■ **REQUIRED WORK**:
The exercise calls for a faithful copy of all the data.

■ **PROVIDED RECORDS**:
===============
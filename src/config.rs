//! Configuration to acknowledge author preferences as well as set defaults.
//!
//! Specifically, we try to find a chapterize.toml, and if present we load settings from there.
//! Every field has a default, so an empty or missing file gives a working setup. Command line
//! flags are applied on top by the binary.

use crate::error::{Error, Result};
use crate::pipeline::RunPlan;
use crate::rewriter::RewriteOptions;
use facet::Facet;
use std::fs;
use std::io;
use std::path::{Path, PathBuf};

/// File name looked up in the working directory when no config path is given.
pub const CONFIG_FILE: &str = "chapterize.toml";

/// Marker line used when the config does not name one.
pub const DEFAULT_MARKER: &str = "TABLE_OF_CONTENTS_HERE";

#[derive(Facet, Clone, Debug)]
#[allow(clippy::struct_excessive_bools)]
/// User preferences loaded from chapterize.toml or falling back to defaults.
pub struct Config {
    #[facet(default = "document.md".to_string())]
    /// Markdown document to number.
    pub input: String,
    #[facet(default = "public".to_string())]
    /// Directory receiving the rendered HTML and stylesheet.
    pub output_dir: String,
    #[facet(default = "index.html".to_string())]
    /// File name of the rendered HTML inside `output_dir`.
    pub html_name: String,
    #[facet(default = "style.css".to_string())]
    /// Stylesheet linked from and copied next to the rendered HTML.
    pub stylesheet: String,
    #[facet(default = DEFAULT_MARKER.to_string())]
    /// Exact line separating front matter from the numbered body.
    pub marker: String,
    #[facet(default = true)]
    /// Wrap each numbered heading title in a link to its own anchor.
    pub self_links: bool,
    #[facet(default = 0)]
    /// Extra heading levels added to every numbered heading.
    pub heading_offset: usize,
    #[facet(default = false)]
    /// Reject headings that skip a level instead of nesting them one level down.
    pub strict_levels: bool,
    #[facet(default = false)]
    /// Treat marker lines inside code blocks as plain text.
    pub skip_code_blocks: bool,
    #[facet(default = Vec::new())]
    /// Fragments spliced into the head of the rendered HTML.
    pub header_includes: Vec<String>,
    #[facet(default = false)]
    /// Keep the intermediate numbered markdown after rendering.
    pub keep_markdown: bool,
    #[facet(default = "pandoc".to_string())]
    /// Program used to render the numbered markdown.
    pub renderer: String,
}

impl Config {
    /// Parse configuration from TOML text.
    ///
    /// # Errors
    ///
    /// Returns [`Error::Config`] if the text is not a valid configuration.
    pub fn parse(contents: &str) -> Result<Self> {
        facet_toml::from_str::<Self>(contents).map_err(|e| Error::Config(e.to_string()))
    }

    /// Load configuration from `path`, or from chapterize.toml if present.
    ///
    /// A missing chapterize.toml yields the defaults; a missing explicit path is an error.
    ///
    /// # Errors
    ///
    /// Returns an error if the file cannot be read or parsed.
    pub fn load(path: Option<&Path>) -> Result<Self> {
        let target = path.unwrap_or_else(|| Path::new(CONFIG_FILE));
        match fs::read_to_string(target) {
            Ok(contents) => Self::parse(&contents),
            Err(e) if e.kind() == io::ErrorKind::NotFound && path.is_none() => Self::parse(""),
            Err(e) => Err(e.into()),
        }
    }

    #[must_use]
    /// Options controlling how the document text is rewritten.
    pub fn rewrite_options(&self) -> RewriteOptions {
        RewriteOptions {
            marker: self.marker.clone(),
            self_links: self.self_links,
            heading_offset: self.heading_offset,
            strict_levels: self.strict_levels,
            skip_code_blocks: self.skip_code_blocks,
        }
    }

    #[must_use]
    /// File locations for a full run.
    ///
    /// The numbered markdown is written into the output directory as `<stem>_sections.md`.
    pub fn run_plan(&self) -> RunPlan {
        let input = PathBuf::from(&self.input);
        let output_dir = PathBuf::from(&self.output_dir);
        let stem = input
            .file_stem()
            .map_or_else(|| "document".into(), |s| s.to_string_lossy());

        RunPlan {
            markdown_out: output_dir.join(format!("{stem}_sections.md")),
            html_out: output_dir.join(&self.html_name),
            stylesheet: PathBuf::from(&self.stylesheet),
            header_includes: self.header_includes.iter().map(PathBuf::from).collect(),
            keep_markdown: self.keep_markdown,
            input,
        }
    }
}

#[cfg(test)]
#[path = "tests/config.rs"]
mod tests;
===============
■ **WRITTEN REPLY**:
filename src/config.rs
//! Configuration to acknowledge author preferences as well as set defaults.
//!
//! Specifically, we try to find a chapterize.toml, and if present we load settings from there.
//! Every field has a default, so an empty or missing file gives a working setup. Command line
//! flags are applied on top by the binary.

use crate::error::{Error, Result};
use crate::pipeline::RunPlan;
use crate::rewriter::RewriteOptions;
use facet::Facet;
use std::fs;
use std::io;
use std::path::{Path, PathBuf};

/// File name looked up in the working directory when no config path is given.
pub const CONFIG_FILE: &str = "chapterize.toml";

/// Marker line used when the config does not name one.
pub const DEFAULT_MARKER: &str = "TABLE_OF_CONTENTS_HERE";

#[derive(Facet, Clone, Debug)]
#[allow(clippy::struct_excessive_bools)]
/// User preferences loaded from chapterize.toml or falling back to defaults.
pub struct Config {
    #[facet(default = "document.md".to_string())]
    /// Markdown document to number.
    pub input: String,
    #[facet(default = "public".to_string())]
    /// Directory receiving the rendered HTML and stylesheet.
    pub output_dir: String,
    #[facet(default = "index.html".to_string())]
    /// File name of the rendered HTML inside `output_dir`.
    pub html_name: String,
    #[facet(default = "style.css".to_string())]
    /// Stylesheet linked from and copied next to the rendered HTML.
    pub stylesheet: String,
    #[facet(default = DEFAULT_MARKER.to_string())]
    /// Exact line separating front matter from the numbered body.
    pub marker: String,
    #[facet(default = true)]
    /// Wrap each numbered heading title in a link to its own anchor.
    pub self_links: bool,
    #[facet(default = 0)]
    /// Extra heading levels added to every numbered heading.
    pub heading_offset: usize,
    #[facet(default = false)]
    /// Reject headings that skip a level instead of nesting them one level down.
    pub strict_levels: bool,
    #[facet(default = false)]
    /// Treat marker lines inside code blocks as plain text.
    pub skip_code_blocks: bool,
    #[facet(default = Vec::new())]
    /// Fragments spliced into the head of the rendered HTML.
    pub header_includes: Vec<String>,
    #[facet(default = false)]
    /// Keep the intermediate numbered markdown after rendering.
    pub keep_markdown: bool,
    #[facet(default = "pandoc".to_string())]
    /// Program used to render the numbered markdown.
    pub renderer: String,
}

impl Config {
    /// Parse configuration from TOML text.
    ///
    /// # Errors
    ///
    /// Returns [`Error::Config`] if the text is not a valid configuration.
    pub fn parse(contents: &str) -> Result<Self> {
        facet_toml::from_str::<Self>(contents).map_err(|e| Error::Config(e.to_string()))
    }

    /// Load configuration from `path`, or from chapterize.toml if present.
    ///
    /// A missing chapterize.toml yields the defaults; a missing explicit path is an error.
    ///
    /// # Errors
    ///
    /// Returns an error if the file cannot be read or parsed.
    pub fn load(path: Option<&Path>) -> Result<Self> {
        let target = path.unwrap_or_else(|| Path::new(CONFIG_FILE));
        match fs::read_to_string(target) {
            Ok(contents) => Self::parse(&contents),
            Err(e) if e.kind() == io::ErrorKind::NotFound && path.is_none() => Self::parse(""),
            Err(e) => Err(e.into()),
        }
    }

    #[must_use]
    /// Options controlling how the document text is rewritten.
    pub fn rewrite_options(&self) -> RewriteOptions {
        RewriteOptions {
            marker: self.marker.clone(),
            self_links: self.self_links,
            heading_offset: self.heading_offset,
            strict_levels: self.strict_levels,
            skip_code_blocks: self.skip_code_blocks,
        }
    }

    #[must_use]
    /// File locations for a full run.
    ///
    /// The numbered markdown is written into the output directory as `<stem>_sections.md`.
    pub fn run_plan(&self) -> RunPlan {
        let input = PathBuf::from(&self.input);
        let output_dir = PathBuf::from(&self.output_dir);
        let stem = input
            .file_stem()
            .map_or_else(|| "document".into(), |s| s.to_string_lossy());

        RunPlan {
            markdown_out: output_dir.join(format!("{stem}_sections.md")),
            html_out: output_dir.join(&self.html_name),
            stylesheet: PathBuf::from(&self.stylesheet),
            header_includes: self.header_includes.iter().map(PathBuf::from).collect(),
            keep_markdown: self.keep_markdown,
            input,
        }
    }
}

#[cfg(test)]
#[path = "tests/config.rs"]
mod tests;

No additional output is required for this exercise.